В комнату просунулась голова. Кайе напоминал сейчас хищника, взявшего след, разве что уши торчком не стояли.

— Наконец решили потрепать северян? — он оказался в комнате весь.

— Нет! — отрезал дед. — Хватит, идите оба отсюда.

— А что будет с этим…? — Къятта не уточнил, но дед понял. Пожал плечами:

— Я с самого начала уверен был — их послали на смерть.

— Мы не можем взять его под свою защиту? После того, как сестра…

— Вот именно. Мы и так опозорились дальше некуда.

Дед подал знак — разговор окончен. Братья вышли вместе, одновременно перешагнув порог — и остановились одновременно, уже по ту сторону.

Младший хмуро сказал:

— Чувствую себя дураком…

— Ты и ведешь себя по-дурацки с момента, как сделал первый шаг.

— Я совсем не понимаю людей.

— Не страшно. Знаешь, если медведь идет прямо на сидящую на земле птицу, это проблема птицы, а не медведя.

— Но я… стараюсь убежать от того, что не понимаю… словно трусливая йука.

— Ты? Убегать?

— Убегать можно по-разному… убивая, или просто не желая думать, — горло перехватило, и хрипло сказал: — Как с Таличе…

— Ты ее помнишь? — ошеломленно. — Если б она была твоей первой женщиной, я бы понял еще…

Растерянно:

— А первую я и забыл…

Глава 24

Тейит

Седьмой день Огонек с Лиа переходили от селения к селению в низине, где растили сладкий тростник. Тут повсюду струилась вода, и порой дорогу им заменял широкий ручей — и узкая долбленка несла их от поворота к повороту.

Тростник пел, гудел на ветру разными голосами — низким, порой хрипловатым, и тонким, протяжным; он подманивал ветер, чтобы тот поселился в теле тростника. А потом кто-нибудь срежет стебель и сделает свирель-ули, и удивится, заслышав в трепещущем звуке жалобу ветра…

Лиа видела, как важно подростку знать — он может что-то и сам, и поручала не самое легкое.
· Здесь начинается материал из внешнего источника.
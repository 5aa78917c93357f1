use serde::Deserialize;

use storefront_core::config::Config;

/// Storefront configuration loaded from environment variables.
///
/// Field names map to upper-cased env vars (`jwt_secret` → `JWT_SECRET`).
#[derive(Debug, Clone, Deserialize)]
pub struct StorefrontConfig {
    /// PostgreSQL connection URL.
    pub database_url: String,
    /// Redis connection URL.
    pub redis_url: String,
    /// HMAC secret for signing session tokens.
    pub jwt_secret: String,
    /// Session token lifetime in seconds.
    #[serde(default = "default_jwt_expires_in_secs")]
    pub jwt_expires_in_secs: u64,
    /// TCP port for `serve`.
    #[serde(default = "default_port")]
    pub storefront_port: u16,
    /// Name used in notification subjects and bodies.
    #[serde(default = "default_app_name")]
    pub app_name: String,
    #[serde(default = "default_email_from")]
    pub email_from: String,
    /// Resend API key. Absent → emails are logged instead of sent.
    pub resend_api_key: Option<String>,
    pub twilio_account_sid: Option<String>,
    pub twilio_auth_token: Option<String>,
    /// Sender number for SMS, E.164.
    pub twilio_sms_from: Option<String>,
    /// Sender number for WhatsApp, E.164 without the `whatsapp:` prefix.
    pub twilio_whatsapp_from: Option<String>,
    /// Deliver phone OTPs over WhatsApp first, falling back to SMS once.
    #[serde(default = "default_true")]
    pub otp_phone_prefer_whatsapp: bool,
    #[serde(default = "default_poll_interval_ms")]
    pub dispatch_poll_interval_ms: u64,
    #[serde(default = "default_batch_size")]
    pub dispatch_batch_size: u64,
}

impl Config for StorefrontConfig {}

fn default_jwt_expires_in_secs() -> u64 {
    86_400
}

fn default_port() -> u16 {
    3000
}

fn default_app_name() -> String {
    "Ordering System".to_owned()
}

fn default_email_from() -> String {
    "onboarding@resend.dev".to_owned()
}

fn default_true() -> bool {
    true
}

fn default_poll_interval_ms() -> u64 {
    1000
}

fn default_batch_size() -> u64 {
    20
}
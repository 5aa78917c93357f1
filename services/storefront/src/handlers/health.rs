use axum::extract::State;
use axum::response::Response;

use storefront_core::health::readiness;

use crate::state::AppState;

/// Ready when both Postgres and Redis answer a ping.
pub async fn readyz(State(state): State<AppState>) -> Response {
    let store = state.ephemeral_store();
    let (db, redis) = tokio::join!(state.db.ping(), store.ping());
    readiness(&[("database", db.is_ok()), ("redis", redis)])
}
pub mod auth;
pub mod cart;
pub mod checkout;
pub mod dispatch;
pub mod order;
pub mod otp;
pub mod token;
// Module name shadows the `serde` crate; use `::serde` for the external crate.
use ::serde::Serializer;
use chrono::{DateTime, SecondsFormat, Utc};

/// Serialize `DateTime<Utc>` as RFC 3339 with 3-digit fractional seconds.
pub fn to_rfc3339_ms<S>(dt: &DateTime<Utc>, s: S) -> Result<S::Ok, S::Error>
where
    S: Serializer,
{
    s.serialize_str(&dt.to_rfc3339_opts(SecondsFormat::Millis, true))
}
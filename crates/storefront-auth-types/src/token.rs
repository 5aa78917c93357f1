//! JWT session-token encoding and validation.

use jsonwebtoken::{DecodingKey, Validation, decode};
use serde::Deserialize;
#[cfg(any(feature = "issuer", test))]
use serde::Serialize;
use uuid::Uuid;

use storefront_domain::user::UserRole;

/// Identity extracted from a validated session token.
#[derive(Debug, Clone, PartialEq, Eq)]
pub struct TokenInfo {
    pub user_id: Uuid,
    /// The email or phone number the session was opened with.
    pub identifier: String,
    pub role: UserRole,
    /// Expiration timestamp (seconds since UNIX epoch).
    pub expires_at: u64,
}

/// Errors returned by [`validate_access_token`].
#[derive(Debug, thiserror::Error)]
pub enum AuthError {
    #[error("invalid signature")]
    InvalidSignature,
    #[error("token expired")]
    Expired,
    #[error("malformed token")]
    Malformed,
}

/// JWT claims payload.
///
/// | Field | JWT claim | Meaning |
/// |-------|-----------|---------|
/// | `sub` | `sub` | user ID (UUID string) |
/// | `identifier` | custom | email or phone used to log in |
/// | `role` | custom | `"customer"` or `"admin"` |
/// | `exp` | `exp` | seconds since epoch |
///
/// [`Serialize`] and [`sign_claims`] require the **`issuer`** cargo feature;
/// only the storefront service (and tests) mint tokens.
#[derive(Debug, Deserialize)]
#[cfg_attr(any(feature = "issuer", test), derive(Serialize))]
pub struct JwtClaims {
    pub sub: String,
    pub identifier: String,
    pub role: UserRole,
    pub exp: u64,
}

/// Validation: HS256, exp checked, required claims `exp` + `sub`.
/// Default leeway of 60s tolerates clock skew between instances.
fn decode_jwt(token: &str, secret: &str) -> Result<JwtClaims, AuthError> {
    let mut validation = Validation::new(jsonwebtoken::Algorithm::HS256);
    validation.validate_exp = true;
    validation.required_spec_claims.clear();
    validation.set_required_spec_claims(&["exp", "sub"]);

    let data = decode::<JwtClaims>(
        token,
        &DecodingKey::from_secret(secret.as_bytes()),
        &validation,
    )
    .map_err(|e| match e.kind() {
        jsonwebtoken::errors::ErrorKind::ExpiredSignature => AuthError::Expired,
        jsonwebtoken::errors::ErrorKind::InvalidSignature => AuthError::InvalidSignature,
        _ => AuthError::Malformed,
    })?;

    Ok(data.claims)
}

/// Validate a bearer token, returning the parsed identity.
pub fn validate_access_token(token: &str, secret: &str) -> Result<TokenInfo, AuthError> {
    let claims = decode_jwt(token, secret)?;
    let user_id = claims
        .sub
        .parse::<Uuid>()
        .map_err(|_| AuthError::Malformed)?;
    Ok(TokenInfo {
        user_id,
        identifier: claims.identifier,
        role: claims.role,
        expires_at: claims.exp,
    })
}

/// Sign claims with HS256.
#[cfg(any(feature = "issuer", test))]
pub fn sign_claims(
    claims: &JwtClaims,
    secret: &str,
) -> Result<String, jsonwebtoken::errors::Error> {
    jsonwebtoken::encode(
        &jsonwebtoken::Header::default(),
        claims,
        &jsonwebtoken::EncodingKey::from_secret(secret.as_bytes()),
    )
}
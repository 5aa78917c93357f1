use axum::{Json, extract::State, http::StatusCode};
use axum_extra::extract::WithRejection;
use serde::{Deserialize, Serialize};
use uuid::Uuid;

use storefront_domain::identifier::Identifier;
use storefront_domain::user::UserRole;

use crate::domain::notification::DeliveryChannel;
use crate::domain::types::User;
use crate::error::StorefrontError;
use crate::handlers::JsonBody;
use crate::state::AppState;
use crate::usecase::auth::{
    LoginOutput, OtpLoginInput, OtpLoginUseCase, PasswordLoginInput, PasswordLoginUseCase,
    RegisterInput, RegisterUseCase, RequestOtpUseCase,
};
use crate::usecase::token::SessionToken;

fn parse_identifier(raw: &str) -> Result<Identifier, StorefrontError> {
    raw.parse()
        .map_err(|e| StorefrontError::InvalidInput(format!("identifier: {e}")))
}

#[derive(Serialize)]
pub struct UserResponse {
    pub id: Uuid,
    pub name: String,
    pub email: Option<String>,
    pub phone: Option<String>,
    pub role: UserRole,
    #[serde(serialize_with = "storefront_core::serde::to_rfc3339_ms")]
    pub created_at: chrono::DateTime<chrono::Utc>,
}

impl From<User> for UserResponse {
    fn from(user: User) -> Self {
        Self {
            id: user.id,
            name: user.name,
            email: user.email,
            phone: user.phone,
            role: user.role,
            created_at: user.created_at,
        }
    }
}

#[derive(Serialize)]
pub struct AuthResponse {
    #[serde(flatten)]
    pub token: SessionToken,
    pub user: UserResponse,
}

impl From<LoginOutput> for AuthResponse {
    fn from(output: LoginOutput) -> Self {
        Self {
            token: output.token,
            user: output.user.into(),
        }
    }
}

// ── POST /auth/register ──────────────────────────────────────────────────────

#[derive(Deserialize)]
pub struct RegisterRequest {
    pub name: String,
    pub email: Option<String>,
    pub phone: Option<String>,
    pub password: Option<String>,
}

pub async fn register(
    State(state): State<AppState>,
    WithRejection(Json(body), _): JsonBody<RegisterRequest>,
) -> Result<(StatusCode, Json<UserResponse>), StorefrontError> {
    let email = body
        .email
        .as_deref()
        .map(|raw| match parse_identifier(raw)? {
            id @ Identifier::Email(_) => Ok(id),
            Identifier::Phone(_) => Err(StorefrontError::InvalidInput(
                "email: not an email address".into(),
            )),
        })
        .transpose()?;
    let phone = body
        .phone
        .as_deref()
        .map(|raw| match parse_identifier(raw)? {
            id @ Identifier::Phone(_) => Ok(id),
            Identifier::Email(_) => Err(StorefrontError::InvalidInput(
                "phone: not a phone number".into(),
            )),
        })
        .transpose()?;

    let usecase = RegisterUseCase {
        users: state.user_repo(),
        queue: state.notification_queue(),
    };
    let user = usecase
        .execute(RegisterInput {
            name: body.name,
            email,
            phone,
            password: body.password,
        })
        .await?;
    Ok((StatusCode::CREATED, Json(user.into())))
}

// ── POST /auth/login ─────────────────────────────────────────────────────────

#[derive(Deserialize)]
pub struct LoginRequest {
    pub identifier: String,
    pub password: String,
}

pub async fn login(
    State(state): State<AppState>,
    WithRejection(Json(body), _): JsonBody<LoginRequest>,
) -> Result<Json<AuthResponse>, StorefrontError> {
    let identifier = parse_identifier(&body.identifier)?;
    let usecase = PasswordLoginUseCase {
        users: state.user_repo(),
        tokens: state.tokens.clone(),
    };
    let output = usecase
        .execute(PasswordLoginInput {
            identifier,
            password: body.password,
        })
        .await?;
    Ok(Json(output.into()))
}

// ── POST /auth/otp/request ───────────────────────────────────────────────────

#[derive(Deserialize)]
pub struct OtpRequest {
    pub identifier: String,
}

#[derive(Serialize)]
pub struct OtpRequestResponse {
    pub channel: DeliveryChannel,
    pub expires_in: u64,
}

pub async fn request_otp(
    State(state): State<AppState>,
    WithRejection(Json(body), _): JsonBody<OtpRequest>,
) -> Result<Json<OtpRequestResponse>, StorefrontError> {
    let identifier = parse_identifier(&body.identifier)?;
    let usecase = RequestOtpUseCase {
        users: state.user_repo(),
        otp: state.otp(),
    };
    let issued = usecase.execute(&identifier).await?;
    Ok(Json(OtpRequestResponse {
        channel: issued.channel,
        expires_in: issued.expires_in_secs,
    }))
}

// ── POST /auth/otp/verify ────────────────────────────────────────────────────

#[derive(Deserialize)]
pub struct OtpVerifyRequest {
    pub identifier: String,
    pub code: String,
}

pub async fn verify_otp(
    State(state): State<AppState>,
    WithRejection(Json(body), _): JsonBody<OtpVerifyRequest>,
) -> Result<Json<AuthResponse>, StorefrontError> {
    let identifier = parse_identifier(&body.identifier)?;
    let usecase = OtpLoginUseCase {
        users: state.user_repo(),
        otp: state.otp(),
        tokens: state.tokens.clone(),
    };
    let output = usecase
        .execute(OtpLoginInput {
            identifier,
            code: body.code.trim().to_owned(),
        })
        .await?;
    Ok(Json(output.into()))
}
Хотя везло им — немного больных было на их пути, сила Мейо Алей хранила людей этой низины. Или, может, поющий тростник хранил, приманивая покой переливчатыми звуками, отпугивая беду?

«Перья» появились на закате седьмого дня. Три — два почти сразу развернулись и заскользили к горам, в направлении озера Туи, и одно, изгибаясь игриво, накренилось — и словно с огромного склона плавно поехало вниз, к полям.

Целительница с внуком едва-едва покинули лодку и перешли на другую сторону поля, где начиналась хорошая, ведущая к Тейит дорога. Тут и заметили гостя. Сбросив с плеч кожаные дорожные сумки, Лиа и Огонек остановились — и остановились их провожатые.

«Перо» было в рост человека длиной — нежное, полупрозрачное.

Люди вскинули головы. Прозрачное, легкое, дитя неба плавно покачивалось в воздухе, приближалось, чуть изгибаясь, и это походило на танец.

— Мейо Алей, и нет никого, кто бы мог отогнать, — простонал мужчина-проводник.

— Есть у них, да на нас наплевать… окраина. В глине возимся, — откликнулся другой.

— Мимо лети, мимо, — едва слышно шептал первый из провожатых, не отрывая взгляда от плывущего в воздухе чуда.

— Мне всегда хотелось понять, думают ли они, понимают ли нас, — задумчиво произнесла Лиа. С запрокинутой головой следила за мягкими движениями «пера». А оно приближалось.